===== RECORDS FOR THE EXERCISE =====
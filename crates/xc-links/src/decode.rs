//! Share link -> outbound record.

use rand::Rng;
use serde_json::{json, Map, Value};
use std::collections::HashMap;
use tracing::warn;
use url::{Host, Url};

use xc_config::model::{
    GrpcSettings, Network, OutboundRecord, RealitySettings, Security, StreamSettings,
    TlsSettings, WsSettings, XhttpSettings,
};

use crate::{b64, vmess, LinkError};

/// Query parameters of a link, flattened (last occurrence wins).
pub(crate) type Query = HashMap<String, String>;

/// Pieces of a `scheme://userinfo@host:port?query#fragment` link.
#[derive(Debug)]
pub(crate) struct LinkParts {
    pub userinfo: String,
    pub host: String,
    pub port: Option<u16>,
    pub query: Query,
    pub label: Option<String>,
}

fn percent_decode(s: &str) -> String {
    urlencoding::decode(s)
        .map(|c| c.into_owned())
        .unwrap_or_else(|_| s.to_string())
}

pub(crate) fn split_link(link: &str) -> Result<LinkParts, LinkError> {
    let url = Url::parse(link).map_err(|e| LinkError::Malformed(e.to_string()))?;
    let host = match url.host() {
        Some(Host::Domain(d)) => percent_decode(d),
        Some(Host::Ipv4(a)) => a.to_string(),
        Some(Host::Ipv6(a)) => a.to_string(),
        None => return Err(LinkError::MissingHost),
    };
    if host.is_empty() {
        return Err(LinkError::MissingHost);
    }
    let mut userinfo = percent_decode(url.username());
    if let Some(pw) = url.password() {
        userinfo.push(':');
        userinfo.push_str(&percent_decode(pw));
    }
    let query = url
        .query_pairs()
        .map(|(k, v)| (k.into_owned(), v.into_owned()))
        .collect();
    let label = url
        .fragment()
        .map(percent_decode)
        .filter(|s| !s.trim().is_empty());
    Ok(LinkParts {
        userinfo,
        host,
        port: url.port(),
        query,
        label,
    })
}

/// Non-empty query value.
pub(crate) fn param<'a>(q: &'a Query, key: &str) -> Option<&'a str> {
    q.get(key).map(String::as_str).filter(|s| !s.is_empty())
}

pub(crate) fn synthesize_label(protocol: &str) -> String {
    format!("{}-{}", protocol, rand::thread_rng().gen_range(100..1000))
}

fn split_alpn(q: &Query) -> Vec<String> {
    param(q, "alpn")
        .map(|a| {
            a.split(',')
                .map(str::trim)
                .filter(|s| !s.is_empty())
                .map(str::to_string)
                .collect()
        })
        .unwrap_or_default()
}

/// Transport + security from link parameters. `host` is the SNI fallback.
pub(crate) fn stream_from_query(q: &Query, host: &str) -> StreamSettings {
    let network = Network::from(
        param(q, "type")
            .or_else(|| param(q, "net"))
            .unwrap_or("tcp"),
    );
    let security = Security::from(param(q, "security").unwrap_or("none"));
    let sni = param(q, "sni").unwrap_or(host).to_string();
    let fingerprint = param(q, "fp").unwrap_or("chrome").to_string();

    let mut ss = StreamSettings {
        network,
        ..Default::default()
    };
    match security {
        Security::Tls => {
            ss.tls_settings = Some(TlsSettings {
                server_name: Some(sni),
                fingerprint: Some(fingerprint),
                alpn: split_alpn(q),
                ..Default::default()
            });
        }
        Security::Reality => {
            ss.reality_settings = Some(RealitySettings {
                server_name: Some(sni),
                fingerprint: Some(fingerprint),
                public_key: param(q, "pbk").map(str::to_string),
                short_id: param(q, "sid").map(str::to_string),
                spider_x: Some(param(q, "spx").unwrap_or("/").to_string()),
                alpn: split_alpn(q),
                ..Default::default()
            });
        }
        _ => {}
    }
    ss.security = security;

    match ss.network {
        Network::Ws => {
            let mut ws = WsSettings {
                path: Some(param(q, "path").unwrap_or("/").to_string()),
                ..Default::default()
            };
            if let Some(h) = param(q, "host") {
                ws.headers.insert("Host".to_string(), h.to_string());
            }
            ss.ws_settings = Some(ws);
        }
        Network::Grpc => {
            ss.grpc_settings = Some(GrpcSettings {
                service_name: param(q, "serviceName").map(str::to_string),
                ..Default::default()
            });
        }
        Network::Xhttp => {
            ss.xhttp_settings = Some(XhttpSettings {
                path: Some(param(q, "path").unwrap_or("/").to_string()),
                host: param(q, "host").map(str::to_string),
                mode: param(q, "mode").map(str::to_string),
                ..Default::default()
            });
        }
        _ => {}
    }
    ss
}

fn record(
    protocol: &str,
    label: Option<String>,
    settings: Value,
    stream: StreamSettings,
) -> OutboundRecord {
    OutboundRecord {
        tag: label.unwrap_or_else(|| synthesize_label(protocol)),
        protocol: protocol.to_string(),
        settings,
        stream_settings: Some(stream),
        extra: Map::new(),
    }
}

fn parse_vless(link: &str) -> Result<OutboundRecord, LinkError> {
    let p = split_link(link)?;
    if p.userinfo.is_empty() {
        return Err(LinkError::MissingCredential);
    }
    let settings = json!({
        "vnext": [{
            "address": p.host,
            "port": p.port.unwrap_or(443),
            "users": [{
                "id": p.userinfo,
                "flow": param(&p.query, "flow").unwrap_or(""),
                "encryption": param(&p.query, "encryption").unwrap_or("none"),
            }],
        }]
    });
    let stream = stream_from_query(&p.query, &p.host);
    Ok(record("vless", p.label, settings, stream))
}

fn parse_trojan(link: &str) -> Result<OutboundRecord, LinkError> {
    let p = split_link(link)?;
    if p.userinfo.is_empty() {
        return Err(LinkError::MissingCredential);
    }
    let mut server = json!({
        "address": p.host,
        "port": p.port.unwrap_or(443),
        "password": p.userinfo,
    });
    if let Some(flow) = param(&p.query, "flow") {
        server["flow"] = json!(flow);
    }
    let stream = stream_from_query(&p.query, &p.host);
    Ok(record("trojan", p.label, json!({ "servers": [server] }), stream))
}

/// `method:password` from a SIP002 userinfo segment.
///
/// Base64 (URL-safe, un-padded) is expected. When it does not decode to a
/// `method:password` text the segment is taken as plaintext, which accepts
/// non-standard links at the cost of also accepting some malformed ones.
fn shadowsocks_userinfo(raw: &str) -> Result<(String, String), LinkError> {
    let raw = percent_decode(raw);
    let plain = match b64::decode_text(&raw) {
        Some(text) if text.contains(':') => text,
        _ => {
            warn!("shadowsocks userinfo is not base64, reading it as plaintext method:password");
            raw
        }
    };
    let (method, password) = plain
        .split_once(':')
        .ok_or(LinkError::MissingCredential)?;
    if method.is_empty() || password.is_empty() {
        return Err(LinkError::MissingCredential);
    }
    Ok((method.to_string(), password.to_string()))
}

fn parse_shadowsocks(link: &str) -> Result<OutboundRecord, LinkError> {
    let body = link
        .split_once("://")
        .map(|(_, rest)| rest)
        .ok_or_else(|| LinkError::Malformed("missing scheme separator".into()))?;
    let (body, fragment) = match body.split_once('#') {
        Some((b, f)) => (b, Some(f)),
        None => (body, None),
    };
    let (authority, query) = match body.split_once('?') {
        Some((a, q)) => (a, Some(q)),
        None => (body, None),
    };

    let (method, password, hostport) = match authority.rsplit_once('@') {
        Some((userinfo, hostport)) => {
            let (m, p) = shadowsocks_userinfo(userinfo)?;
            (m, p, hostport.to_string())
        }
        None => {
            // legacy: ss://base64(method:password@host:port)
            let decoded = b64::decode_text(authority.trim_end_matches('/'))
                .ok_or_else(|| LinkError::Malformed("shadowsocks body is not base64".into()))?;
            let (userinfo, hostport) = decoded
                .rsplit_once('@')
                .ok_or(LinkError::MissingHost)?;
            let (m, p) = userinfo
                .split_once(':')
                .ok_or(LinkError::MissingCredential)?;
            (m.to_string(), p.to_string(), hostport.to_string())
        }
    };

    let mut rebuilt = format!("ss://{hostport}");
    if let Some(q) = query {
        rebuilt.push('?');
        rebuilt.push_str(q);
    }
    if let Some(f) = fragment {
        rebuilt.push('#');
        rebuilt.push_str(f);
    }
    let p = split_link(&rebuilt)?;

    let mut server = Map::new();
    server.insert("address".into(), json!(p.host));
    if let Some(port) = p.port {
        server.insert("port".into(), json!(port));
    }
    server.insert("method".into(), json!(method));
    server.insert("password".into(), json!(password));

    let stream = stream_from_query(&p.query, &p.host);
    Ok(record(
        "shadowsocks",
        p.label,
        json!({ "servers": [Value::Object(server)] }),
        stream,
    ))
}

/// Decode one share link, reporting why it failed.
pub fn parse_link(link: &str) -> Result<OutboundRecord, LinkError> {
    let link = link.trim();
    let (scheme, _) = link
        .split_once("://")
        .ok_or_else(|| LinkError::Malformed("missing scheme separator".into()))?;
    match scheme.to_ascii_lowercase().as_str() {
        "vless" => parse_vless(link),
        "trojan" => parse_trojan(link),
        "ss" => parse_shadowsocks(link),
        "vmess" => vmess::parse(link),
        other => Err(LinkError::UnsupportedScheme(other.to_string())),
    }
}

/// Decode one share link; `None` means "skip this line".
pub fn decode_link(link: &str) -> Option<OutboundRecord> {
    parse_link(link).ok()
}
//! xcfg library crate
//! 说明：二进制入口在 `main.rs`，这里导出命令实现供集成测试复用。

pub mod cli;
pub mod config_loader;
pub mod logging;
//! Document loading for CLI commands
//!
//! # Global Strategic Logic / 全局战略逻辑
//! Every command that reads a document goes through here so `-` (stdin) and
//! file paths behave the same, and errors carry the source in their context.
//! 所有读取文档的命令都经过此处，`-` 表示标准输入。

use anyhow::{Context, Result};
use std::io::Read;
use std::path::{Path, PathBuf};
use xc_config::Document;

#[derive(Debug, Clone, PartialEq, Eq)]
pub enum ConfigSource {
    File(PathBuf),
    Stdin,
}

impl ConfigSource {
    pub fn parse(arg: &str) -> Self {
        if arg.trim() == "-" {
            Self::Stdin
        } else {
            Self::File(PathBuf::from(arg))
        }
    }

    pub fn describe(&self) -> String {
        match self {
            Self::File(p) => p.display().to_string(),
            Self::Stdin => "<stdin>".to_string(),
        }
    }

    pub fn read_text(&self) -> Result<String> {
        match self {
            Self::File(p) => {
                std::fs::read_to_string(p).with_context(|| format!("read {}", p.display()))
            }
            Self::Stdin => {
                let mut buf = String::new();
                std::io::stdin()
                    .read_to_string(&mut buf)
                    .context("read stdin")?;
                Ok(buf)
            }
        }
    }

    pub fn load_document(&self) -> Result<Document> {
        let text = self.read_text()?;
        Document::from_json(&text).with_context(|| format!("parse {}", self.describe()))
    }
}

/// Write `doc` pretty-printed to `path`, replacing the file atomically.
pub fn write_document(path: &Path, doc: &Document) -> Result<()> {
    let mut text = doc.to_json_pretty()?;
    text.push('\n');
    let tmp = path.with_extension("xcfg.tmp");
    std::fs::write(&tmp, text).with_context(|| format!("write {}", tmp.display()))?;
    std::fs::rename(&tmp, path).with_context(|| format!("replace {}", path.display()))?;
    Ok(())
}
=====
TASK ITEM |
The sole thing to report is how many lines in the data hold the string "RealitySettings".

COMPLETED EXERCISE |
2